> [WHAT YOU NEED TO DO]:
For the data below, please report each line where the word "connections" is found.
---
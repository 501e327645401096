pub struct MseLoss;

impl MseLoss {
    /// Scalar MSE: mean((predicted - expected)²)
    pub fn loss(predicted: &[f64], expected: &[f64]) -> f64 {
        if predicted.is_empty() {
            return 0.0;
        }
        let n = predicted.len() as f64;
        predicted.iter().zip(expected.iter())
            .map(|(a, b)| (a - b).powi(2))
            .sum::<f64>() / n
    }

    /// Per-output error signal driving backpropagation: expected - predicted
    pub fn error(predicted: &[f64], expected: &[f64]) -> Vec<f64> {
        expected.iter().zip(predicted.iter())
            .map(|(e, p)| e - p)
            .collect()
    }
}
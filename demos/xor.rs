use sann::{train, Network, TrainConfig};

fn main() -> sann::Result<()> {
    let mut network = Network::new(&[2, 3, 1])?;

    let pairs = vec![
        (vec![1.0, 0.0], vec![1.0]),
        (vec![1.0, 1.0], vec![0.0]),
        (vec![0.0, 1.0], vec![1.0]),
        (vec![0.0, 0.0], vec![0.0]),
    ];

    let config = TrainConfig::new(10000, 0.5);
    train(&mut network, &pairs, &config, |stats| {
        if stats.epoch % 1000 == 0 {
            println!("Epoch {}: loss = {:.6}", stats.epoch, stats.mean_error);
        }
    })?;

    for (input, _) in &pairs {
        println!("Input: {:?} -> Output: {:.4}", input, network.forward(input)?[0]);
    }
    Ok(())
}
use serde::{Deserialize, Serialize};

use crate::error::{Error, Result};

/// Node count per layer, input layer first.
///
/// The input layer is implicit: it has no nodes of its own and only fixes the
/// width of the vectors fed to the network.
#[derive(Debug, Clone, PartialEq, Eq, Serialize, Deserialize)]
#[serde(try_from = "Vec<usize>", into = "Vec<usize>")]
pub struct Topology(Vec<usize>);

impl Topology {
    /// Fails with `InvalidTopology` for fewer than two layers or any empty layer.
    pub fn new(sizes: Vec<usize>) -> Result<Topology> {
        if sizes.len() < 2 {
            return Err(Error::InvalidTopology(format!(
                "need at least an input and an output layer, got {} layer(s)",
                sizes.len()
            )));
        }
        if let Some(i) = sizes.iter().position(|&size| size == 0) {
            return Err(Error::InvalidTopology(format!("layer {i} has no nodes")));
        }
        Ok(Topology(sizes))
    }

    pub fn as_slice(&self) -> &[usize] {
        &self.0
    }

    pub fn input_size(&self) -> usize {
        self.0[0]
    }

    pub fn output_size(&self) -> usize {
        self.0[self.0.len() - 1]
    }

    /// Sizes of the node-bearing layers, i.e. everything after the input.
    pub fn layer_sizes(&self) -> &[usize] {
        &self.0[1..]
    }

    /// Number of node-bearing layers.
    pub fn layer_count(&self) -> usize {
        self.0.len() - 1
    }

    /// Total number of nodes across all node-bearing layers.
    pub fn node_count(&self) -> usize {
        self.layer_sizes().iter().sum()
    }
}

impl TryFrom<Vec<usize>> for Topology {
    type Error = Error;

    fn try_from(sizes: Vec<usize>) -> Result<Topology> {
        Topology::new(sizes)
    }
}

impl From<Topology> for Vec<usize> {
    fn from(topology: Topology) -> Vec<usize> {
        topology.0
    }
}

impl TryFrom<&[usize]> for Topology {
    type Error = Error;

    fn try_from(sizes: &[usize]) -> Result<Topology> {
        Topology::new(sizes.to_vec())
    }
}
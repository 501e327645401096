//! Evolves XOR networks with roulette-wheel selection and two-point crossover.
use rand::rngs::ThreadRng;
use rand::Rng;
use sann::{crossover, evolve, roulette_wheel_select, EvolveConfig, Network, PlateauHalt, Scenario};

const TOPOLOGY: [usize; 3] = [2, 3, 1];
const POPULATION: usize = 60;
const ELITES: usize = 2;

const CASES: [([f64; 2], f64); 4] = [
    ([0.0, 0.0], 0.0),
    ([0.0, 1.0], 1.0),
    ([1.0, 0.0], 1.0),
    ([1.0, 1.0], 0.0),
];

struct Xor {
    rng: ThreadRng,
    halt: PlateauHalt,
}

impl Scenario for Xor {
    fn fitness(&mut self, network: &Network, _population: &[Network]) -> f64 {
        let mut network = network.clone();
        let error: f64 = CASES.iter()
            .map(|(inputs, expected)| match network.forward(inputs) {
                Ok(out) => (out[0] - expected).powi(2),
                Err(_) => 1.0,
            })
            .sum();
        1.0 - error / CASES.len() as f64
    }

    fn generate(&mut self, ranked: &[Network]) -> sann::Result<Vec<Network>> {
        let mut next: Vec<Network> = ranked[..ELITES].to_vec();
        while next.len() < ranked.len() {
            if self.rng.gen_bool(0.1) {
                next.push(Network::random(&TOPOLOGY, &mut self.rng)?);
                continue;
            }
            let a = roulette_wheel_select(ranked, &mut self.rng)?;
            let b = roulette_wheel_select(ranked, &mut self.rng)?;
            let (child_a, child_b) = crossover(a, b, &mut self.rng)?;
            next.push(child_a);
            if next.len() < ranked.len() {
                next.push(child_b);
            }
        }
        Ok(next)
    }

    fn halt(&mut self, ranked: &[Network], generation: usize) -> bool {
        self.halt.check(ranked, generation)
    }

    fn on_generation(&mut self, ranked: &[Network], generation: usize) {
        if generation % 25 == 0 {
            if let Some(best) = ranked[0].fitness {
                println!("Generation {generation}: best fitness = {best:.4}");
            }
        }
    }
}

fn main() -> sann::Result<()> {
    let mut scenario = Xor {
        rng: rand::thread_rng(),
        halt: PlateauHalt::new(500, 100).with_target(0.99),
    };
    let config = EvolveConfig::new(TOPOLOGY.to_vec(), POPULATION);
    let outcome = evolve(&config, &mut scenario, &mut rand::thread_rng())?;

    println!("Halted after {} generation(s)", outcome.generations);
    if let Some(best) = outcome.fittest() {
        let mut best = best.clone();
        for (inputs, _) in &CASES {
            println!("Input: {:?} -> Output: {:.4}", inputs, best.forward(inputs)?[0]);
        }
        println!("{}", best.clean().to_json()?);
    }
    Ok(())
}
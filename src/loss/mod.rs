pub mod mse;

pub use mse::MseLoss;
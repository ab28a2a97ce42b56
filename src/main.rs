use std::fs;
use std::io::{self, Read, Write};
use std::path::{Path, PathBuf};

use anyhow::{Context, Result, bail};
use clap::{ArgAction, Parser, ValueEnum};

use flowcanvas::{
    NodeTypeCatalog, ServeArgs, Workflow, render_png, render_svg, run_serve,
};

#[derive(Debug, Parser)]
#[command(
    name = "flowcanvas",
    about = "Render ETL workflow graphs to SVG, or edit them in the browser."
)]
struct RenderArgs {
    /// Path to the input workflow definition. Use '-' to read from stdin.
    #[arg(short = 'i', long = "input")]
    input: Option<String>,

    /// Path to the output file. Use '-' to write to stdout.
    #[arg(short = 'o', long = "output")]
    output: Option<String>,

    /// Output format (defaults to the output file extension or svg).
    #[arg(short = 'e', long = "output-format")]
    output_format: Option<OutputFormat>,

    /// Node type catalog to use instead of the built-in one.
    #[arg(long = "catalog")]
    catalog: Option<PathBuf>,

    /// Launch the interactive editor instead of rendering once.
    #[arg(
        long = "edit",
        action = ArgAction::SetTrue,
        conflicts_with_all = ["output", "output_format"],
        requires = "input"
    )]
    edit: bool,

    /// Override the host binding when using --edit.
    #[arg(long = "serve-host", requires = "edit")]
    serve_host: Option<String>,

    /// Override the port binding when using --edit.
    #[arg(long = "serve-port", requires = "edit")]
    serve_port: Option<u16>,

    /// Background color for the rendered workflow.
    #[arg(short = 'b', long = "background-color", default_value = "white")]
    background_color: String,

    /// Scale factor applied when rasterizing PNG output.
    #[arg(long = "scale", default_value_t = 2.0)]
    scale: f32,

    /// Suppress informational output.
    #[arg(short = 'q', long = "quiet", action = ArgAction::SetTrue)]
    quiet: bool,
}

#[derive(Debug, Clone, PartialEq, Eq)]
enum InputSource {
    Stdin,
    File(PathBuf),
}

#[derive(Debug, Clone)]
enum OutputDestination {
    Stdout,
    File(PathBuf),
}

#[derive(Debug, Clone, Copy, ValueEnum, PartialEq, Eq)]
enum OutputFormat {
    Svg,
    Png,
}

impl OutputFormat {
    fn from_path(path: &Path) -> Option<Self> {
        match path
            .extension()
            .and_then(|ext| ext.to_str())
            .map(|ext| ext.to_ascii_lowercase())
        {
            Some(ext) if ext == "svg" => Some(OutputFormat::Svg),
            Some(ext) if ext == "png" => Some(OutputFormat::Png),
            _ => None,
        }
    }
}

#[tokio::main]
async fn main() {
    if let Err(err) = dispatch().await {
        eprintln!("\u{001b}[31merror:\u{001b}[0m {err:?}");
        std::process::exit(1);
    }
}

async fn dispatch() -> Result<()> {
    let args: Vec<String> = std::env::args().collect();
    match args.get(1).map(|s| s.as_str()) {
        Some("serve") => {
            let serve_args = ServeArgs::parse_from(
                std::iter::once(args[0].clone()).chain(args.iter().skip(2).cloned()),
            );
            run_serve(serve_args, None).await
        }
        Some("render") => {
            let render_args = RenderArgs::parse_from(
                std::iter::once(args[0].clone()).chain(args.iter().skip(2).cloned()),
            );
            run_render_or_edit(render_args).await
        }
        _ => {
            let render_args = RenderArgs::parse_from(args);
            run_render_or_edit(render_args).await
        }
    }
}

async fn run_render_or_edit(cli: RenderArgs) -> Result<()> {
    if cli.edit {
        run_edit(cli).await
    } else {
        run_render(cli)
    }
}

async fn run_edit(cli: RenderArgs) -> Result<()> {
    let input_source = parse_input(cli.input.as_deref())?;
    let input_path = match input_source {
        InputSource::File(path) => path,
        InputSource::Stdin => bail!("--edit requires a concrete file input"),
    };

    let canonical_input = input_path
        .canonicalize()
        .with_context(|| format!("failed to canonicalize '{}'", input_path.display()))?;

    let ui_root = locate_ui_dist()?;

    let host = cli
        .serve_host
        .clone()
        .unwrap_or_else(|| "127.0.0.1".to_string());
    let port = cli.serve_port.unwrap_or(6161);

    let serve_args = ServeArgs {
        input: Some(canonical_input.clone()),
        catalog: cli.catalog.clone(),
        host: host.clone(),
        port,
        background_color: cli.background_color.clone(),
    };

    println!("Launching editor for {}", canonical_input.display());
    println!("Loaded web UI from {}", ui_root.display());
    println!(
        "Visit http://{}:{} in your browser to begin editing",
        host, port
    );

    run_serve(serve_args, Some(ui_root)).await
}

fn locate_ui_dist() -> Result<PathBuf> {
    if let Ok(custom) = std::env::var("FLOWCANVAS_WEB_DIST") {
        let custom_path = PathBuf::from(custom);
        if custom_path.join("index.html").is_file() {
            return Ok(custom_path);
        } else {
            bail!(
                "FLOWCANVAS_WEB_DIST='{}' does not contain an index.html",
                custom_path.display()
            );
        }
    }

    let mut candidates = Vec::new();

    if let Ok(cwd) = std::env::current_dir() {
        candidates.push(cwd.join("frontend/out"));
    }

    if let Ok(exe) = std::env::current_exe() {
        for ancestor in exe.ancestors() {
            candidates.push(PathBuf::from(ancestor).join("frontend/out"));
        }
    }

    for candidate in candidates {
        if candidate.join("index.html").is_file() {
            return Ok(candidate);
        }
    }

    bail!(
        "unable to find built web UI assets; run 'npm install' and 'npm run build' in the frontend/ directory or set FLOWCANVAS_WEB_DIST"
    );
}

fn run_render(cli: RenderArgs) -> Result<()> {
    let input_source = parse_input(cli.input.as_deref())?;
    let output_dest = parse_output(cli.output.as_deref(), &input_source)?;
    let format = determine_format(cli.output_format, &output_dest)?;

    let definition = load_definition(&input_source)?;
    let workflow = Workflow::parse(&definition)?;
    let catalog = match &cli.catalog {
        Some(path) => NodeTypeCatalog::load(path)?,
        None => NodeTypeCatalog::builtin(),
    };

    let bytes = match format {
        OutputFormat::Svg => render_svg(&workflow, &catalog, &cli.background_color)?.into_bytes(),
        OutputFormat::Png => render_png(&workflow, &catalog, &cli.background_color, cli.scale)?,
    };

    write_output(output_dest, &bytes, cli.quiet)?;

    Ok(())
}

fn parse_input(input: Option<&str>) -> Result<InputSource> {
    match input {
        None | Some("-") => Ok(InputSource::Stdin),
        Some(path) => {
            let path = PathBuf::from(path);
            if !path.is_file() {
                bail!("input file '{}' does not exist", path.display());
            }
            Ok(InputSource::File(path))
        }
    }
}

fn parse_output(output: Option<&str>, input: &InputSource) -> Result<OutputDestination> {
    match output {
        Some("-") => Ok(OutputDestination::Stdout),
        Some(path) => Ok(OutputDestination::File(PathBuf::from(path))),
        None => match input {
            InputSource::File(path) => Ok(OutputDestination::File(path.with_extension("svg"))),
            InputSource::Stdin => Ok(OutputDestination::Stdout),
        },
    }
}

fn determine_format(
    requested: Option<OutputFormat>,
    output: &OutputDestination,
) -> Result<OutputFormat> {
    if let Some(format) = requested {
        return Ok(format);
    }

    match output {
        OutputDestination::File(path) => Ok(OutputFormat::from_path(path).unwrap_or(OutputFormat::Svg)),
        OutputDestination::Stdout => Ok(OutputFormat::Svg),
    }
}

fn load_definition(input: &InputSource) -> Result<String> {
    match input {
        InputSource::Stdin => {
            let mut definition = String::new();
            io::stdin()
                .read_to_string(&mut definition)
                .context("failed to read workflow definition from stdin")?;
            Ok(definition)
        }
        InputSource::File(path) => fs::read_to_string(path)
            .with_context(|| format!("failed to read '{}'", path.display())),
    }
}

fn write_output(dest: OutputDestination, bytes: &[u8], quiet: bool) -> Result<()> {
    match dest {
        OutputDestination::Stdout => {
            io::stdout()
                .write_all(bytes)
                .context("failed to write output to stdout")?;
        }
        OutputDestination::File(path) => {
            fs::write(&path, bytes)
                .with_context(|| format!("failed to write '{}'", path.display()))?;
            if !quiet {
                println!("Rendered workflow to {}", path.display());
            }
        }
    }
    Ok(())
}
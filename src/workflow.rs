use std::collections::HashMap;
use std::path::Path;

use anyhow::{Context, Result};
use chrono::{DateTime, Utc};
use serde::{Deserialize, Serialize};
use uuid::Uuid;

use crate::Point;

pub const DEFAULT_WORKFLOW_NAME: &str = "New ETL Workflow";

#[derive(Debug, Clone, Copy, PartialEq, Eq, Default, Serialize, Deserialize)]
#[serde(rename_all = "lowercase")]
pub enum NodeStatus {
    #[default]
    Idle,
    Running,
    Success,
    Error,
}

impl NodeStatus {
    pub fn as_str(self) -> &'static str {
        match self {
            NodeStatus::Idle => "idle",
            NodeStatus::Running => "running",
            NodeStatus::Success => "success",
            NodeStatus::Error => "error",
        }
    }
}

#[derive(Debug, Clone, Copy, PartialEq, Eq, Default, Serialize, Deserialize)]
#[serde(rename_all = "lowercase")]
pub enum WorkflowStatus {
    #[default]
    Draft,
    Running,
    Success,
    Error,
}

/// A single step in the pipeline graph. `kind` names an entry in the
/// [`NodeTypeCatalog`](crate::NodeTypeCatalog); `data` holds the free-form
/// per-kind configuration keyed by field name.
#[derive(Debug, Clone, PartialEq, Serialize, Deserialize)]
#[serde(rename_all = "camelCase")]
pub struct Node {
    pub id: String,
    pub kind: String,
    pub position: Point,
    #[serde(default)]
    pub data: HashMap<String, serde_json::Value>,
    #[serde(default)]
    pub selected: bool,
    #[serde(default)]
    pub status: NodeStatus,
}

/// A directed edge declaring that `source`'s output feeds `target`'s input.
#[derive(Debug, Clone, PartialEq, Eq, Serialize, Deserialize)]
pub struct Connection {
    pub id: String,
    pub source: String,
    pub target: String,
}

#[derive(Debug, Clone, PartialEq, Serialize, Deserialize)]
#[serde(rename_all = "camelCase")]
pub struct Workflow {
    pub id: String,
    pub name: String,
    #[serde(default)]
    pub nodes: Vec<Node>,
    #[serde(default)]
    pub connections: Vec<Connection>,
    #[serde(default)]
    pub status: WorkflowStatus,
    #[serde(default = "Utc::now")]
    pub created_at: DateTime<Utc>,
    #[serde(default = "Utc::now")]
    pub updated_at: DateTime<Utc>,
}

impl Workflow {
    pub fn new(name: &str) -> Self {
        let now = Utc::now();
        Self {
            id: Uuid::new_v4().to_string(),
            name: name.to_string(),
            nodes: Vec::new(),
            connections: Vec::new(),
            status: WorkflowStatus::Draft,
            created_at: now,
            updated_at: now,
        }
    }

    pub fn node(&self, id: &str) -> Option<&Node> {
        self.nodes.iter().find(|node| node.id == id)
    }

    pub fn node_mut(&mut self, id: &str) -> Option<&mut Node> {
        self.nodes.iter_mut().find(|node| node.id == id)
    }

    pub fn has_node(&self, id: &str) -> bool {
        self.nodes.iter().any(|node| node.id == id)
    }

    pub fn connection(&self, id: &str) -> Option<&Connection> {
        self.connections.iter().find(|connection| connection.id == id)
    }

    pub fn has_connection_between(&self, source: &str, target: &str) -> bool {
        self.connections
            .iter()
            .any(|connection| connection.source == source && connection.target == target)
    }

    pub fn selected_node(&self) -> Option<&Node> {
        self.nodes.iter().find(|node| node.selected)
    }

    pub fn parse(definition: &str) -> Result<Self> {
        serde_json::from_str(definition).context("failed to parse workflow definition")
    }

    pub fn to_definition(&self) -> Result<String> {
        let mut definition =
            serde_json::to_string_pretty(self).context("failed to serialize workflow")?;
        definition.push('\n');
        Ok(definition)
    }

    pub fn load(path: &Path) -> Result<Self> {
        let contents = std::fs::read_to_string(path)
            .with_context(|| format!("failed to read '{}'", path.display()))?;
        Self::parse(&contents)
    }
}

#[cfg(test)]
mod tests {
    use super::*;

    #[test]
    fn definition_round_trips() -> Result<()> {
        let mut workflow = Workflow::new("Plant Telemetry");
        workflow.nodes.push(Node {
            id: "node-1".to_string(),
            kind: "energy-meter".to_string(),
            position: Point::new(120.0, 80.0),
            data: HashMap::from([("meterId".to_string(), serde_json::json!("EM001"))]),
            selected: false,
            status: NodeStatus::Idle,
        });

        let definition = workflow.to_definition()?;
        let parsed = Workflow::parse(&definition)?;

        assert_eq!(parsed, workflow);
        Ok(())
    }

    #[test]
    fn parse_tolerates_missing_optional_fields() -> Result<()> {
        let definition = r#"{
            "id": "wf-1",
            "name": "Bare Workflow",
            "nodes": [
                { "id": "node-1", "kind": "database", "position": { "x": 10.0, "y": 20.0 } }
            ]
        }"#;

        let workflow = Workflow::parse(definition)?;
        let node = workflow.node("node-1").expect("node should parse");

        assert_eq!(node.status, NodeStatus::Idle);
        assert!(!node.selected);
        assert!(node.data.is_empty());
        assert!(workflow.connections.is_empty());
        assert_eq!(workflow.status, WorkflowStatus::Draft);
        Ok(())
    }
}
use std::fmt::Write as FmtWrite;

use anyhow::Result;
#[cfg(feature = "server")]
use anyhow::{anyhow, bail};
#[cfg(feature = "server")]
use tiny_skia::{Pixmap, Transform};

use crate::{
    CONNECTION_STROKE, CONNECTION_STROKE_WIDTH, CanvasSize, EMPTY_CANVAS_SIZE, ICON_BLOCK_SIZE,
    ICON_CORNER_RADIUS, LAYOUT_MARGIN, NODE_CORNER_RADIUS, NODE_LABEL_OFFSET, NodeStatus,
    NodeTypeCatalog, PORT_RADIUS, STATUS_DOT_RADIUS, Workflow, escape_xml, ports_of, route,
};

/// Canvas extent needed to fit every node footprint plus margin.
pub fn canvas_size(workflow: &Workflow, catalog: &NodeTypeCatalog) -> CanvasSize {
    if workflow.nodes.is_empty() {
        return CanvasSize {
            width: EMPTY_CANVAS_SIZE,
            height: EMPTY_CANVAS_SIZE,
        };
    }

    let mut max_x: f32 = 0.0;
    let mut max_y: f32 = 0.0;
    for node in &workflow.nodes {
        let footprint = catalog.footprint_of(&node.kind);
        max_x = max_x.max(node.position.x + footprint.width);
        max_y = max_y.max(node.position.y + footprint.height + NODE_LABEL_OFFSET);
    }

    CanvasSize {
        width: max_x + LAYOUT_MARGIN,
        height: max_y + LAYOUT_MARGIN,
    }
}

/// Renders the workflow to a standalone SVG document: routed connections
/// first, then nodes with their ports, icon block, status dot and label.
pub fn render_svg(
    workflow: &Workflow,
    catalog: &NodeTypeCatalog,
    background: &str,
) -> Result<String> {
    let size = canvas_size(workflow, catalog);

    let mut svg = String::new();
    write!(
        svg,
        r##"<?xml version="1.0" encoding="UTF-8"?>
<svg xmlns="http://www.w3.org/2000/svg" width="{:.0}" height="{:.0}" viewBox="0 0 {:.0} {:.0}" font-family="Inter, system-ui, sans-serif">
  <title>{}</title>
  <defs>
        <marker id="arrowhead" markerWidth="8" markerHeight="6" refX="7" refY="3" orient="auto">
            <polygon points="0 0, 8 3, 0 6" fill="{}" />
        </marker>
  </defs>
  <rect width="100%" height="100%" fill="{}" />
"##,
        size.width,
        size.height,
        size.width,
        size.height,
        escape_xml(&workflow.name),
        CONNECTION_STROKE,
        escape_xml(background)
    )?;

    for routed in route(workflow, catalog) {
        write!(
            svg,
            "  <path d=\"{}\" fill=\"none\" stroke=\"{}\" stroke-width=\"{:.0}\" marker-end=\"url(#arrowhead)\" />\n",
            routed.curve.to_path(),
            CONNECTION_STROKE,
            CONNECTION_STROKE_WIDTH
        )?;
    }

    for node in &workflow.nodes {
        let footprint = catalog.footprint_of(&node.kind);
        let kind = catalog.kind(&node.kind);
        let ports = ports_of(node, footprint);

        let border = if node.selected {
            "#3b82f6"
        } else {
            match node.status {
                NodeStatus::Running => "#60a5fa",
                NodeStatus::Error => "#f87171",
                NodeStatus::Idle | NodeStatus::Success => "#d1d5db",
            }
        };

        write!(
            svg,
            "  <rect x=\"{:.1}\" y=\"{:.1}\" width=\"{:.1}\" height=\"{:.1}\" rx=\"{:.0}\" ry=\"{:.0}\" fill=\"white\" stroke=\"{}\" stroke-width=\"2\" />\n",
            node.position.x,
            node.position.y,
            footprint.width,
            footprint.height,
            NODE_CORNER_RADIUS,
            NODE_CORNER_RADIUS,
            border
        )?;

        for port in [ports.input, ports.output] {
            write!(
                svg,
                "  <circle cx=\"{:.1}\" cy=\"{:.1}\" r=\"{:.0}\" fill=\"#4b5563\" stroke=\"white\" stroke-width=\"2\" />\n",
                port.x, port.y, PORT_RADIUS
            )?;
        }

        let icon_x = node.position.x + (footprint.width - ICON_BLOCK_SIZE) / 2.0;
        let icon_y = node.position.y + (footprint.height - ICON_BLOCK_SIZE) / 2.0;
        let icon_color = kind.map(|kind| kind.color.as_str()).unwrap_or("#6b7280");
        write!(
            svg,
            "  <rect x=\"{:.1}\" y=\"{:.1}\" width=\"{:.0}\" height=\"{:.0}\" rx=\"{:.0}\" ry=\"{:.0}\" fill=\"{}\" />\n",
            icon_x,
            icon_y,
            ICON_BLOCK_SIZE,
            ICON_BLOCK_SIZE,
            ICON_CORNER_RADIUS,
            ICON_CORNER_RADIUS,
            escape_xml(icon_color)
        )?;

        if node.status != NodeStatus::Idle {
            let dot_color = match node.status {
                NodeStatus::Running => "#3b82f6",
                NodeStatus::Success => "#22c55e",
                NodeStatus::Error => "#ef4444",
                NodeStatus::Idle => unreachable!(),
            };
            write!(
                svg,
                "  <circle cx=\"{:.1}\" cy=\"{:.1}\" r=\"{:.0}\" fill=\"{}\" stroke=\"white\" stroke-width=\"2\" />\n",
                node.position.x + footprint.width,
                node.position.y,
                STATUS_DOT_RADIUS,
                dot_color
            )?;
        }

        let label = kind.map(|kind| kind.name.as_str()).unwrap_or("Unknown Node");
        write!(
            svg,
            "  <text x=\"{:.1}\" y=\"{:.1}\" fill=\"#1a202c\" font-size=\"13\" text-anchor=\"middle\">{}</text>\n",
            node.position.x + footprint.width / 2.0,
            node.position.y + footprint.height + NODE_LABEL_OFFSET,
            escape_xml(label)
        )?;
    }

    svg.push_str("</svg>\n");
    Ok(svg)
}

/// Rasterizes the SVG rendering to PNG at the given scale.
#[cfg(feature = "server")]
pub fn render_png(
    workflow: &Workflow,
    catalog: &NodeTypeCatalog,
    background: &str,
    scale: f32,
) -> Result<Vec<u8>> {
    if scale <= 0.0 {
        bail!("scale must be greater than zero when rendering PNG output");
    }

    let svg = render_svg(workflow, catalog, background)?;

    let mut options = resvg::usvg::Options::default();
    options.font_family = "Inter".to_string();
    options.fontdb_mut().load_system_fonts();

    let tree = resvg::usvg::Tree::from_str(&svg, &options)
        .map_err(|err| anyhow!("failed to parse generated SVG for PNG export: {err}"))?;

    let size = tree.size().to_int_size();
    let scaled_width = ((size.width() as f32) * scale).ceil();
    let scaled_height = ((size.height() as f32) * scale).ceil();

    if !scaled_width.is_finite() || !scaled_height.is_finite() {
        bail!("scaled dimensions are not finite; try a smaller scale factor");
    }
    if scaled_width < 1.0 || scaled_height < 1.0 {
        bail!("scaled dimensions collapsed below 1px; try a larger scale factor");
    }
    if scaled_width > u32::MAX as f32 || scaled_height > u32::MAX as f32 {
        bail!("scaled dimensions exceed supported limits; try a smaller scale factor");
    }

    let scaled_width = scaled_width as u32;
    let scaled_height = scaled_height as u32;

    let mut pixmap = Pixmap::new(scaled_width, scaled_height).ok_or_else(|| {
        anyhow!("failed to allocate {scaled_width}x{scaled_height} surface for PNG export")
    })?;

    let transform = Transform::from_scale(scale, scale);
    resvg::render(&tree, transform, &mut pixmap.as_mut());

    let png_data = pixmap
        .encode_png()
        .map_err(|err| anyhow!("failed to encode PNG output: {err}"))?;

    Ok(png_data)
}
---
> [TASK ANSWER]:
    pub connections: Vec<Connection>,
            connections: Vec::new(),
        self.connections.iter().find(|connection| connection.id == id)
        self.connections
        assert!(workflow.connections.is_empty());
/// Renders the workflow to a standalone SVG document: routed connections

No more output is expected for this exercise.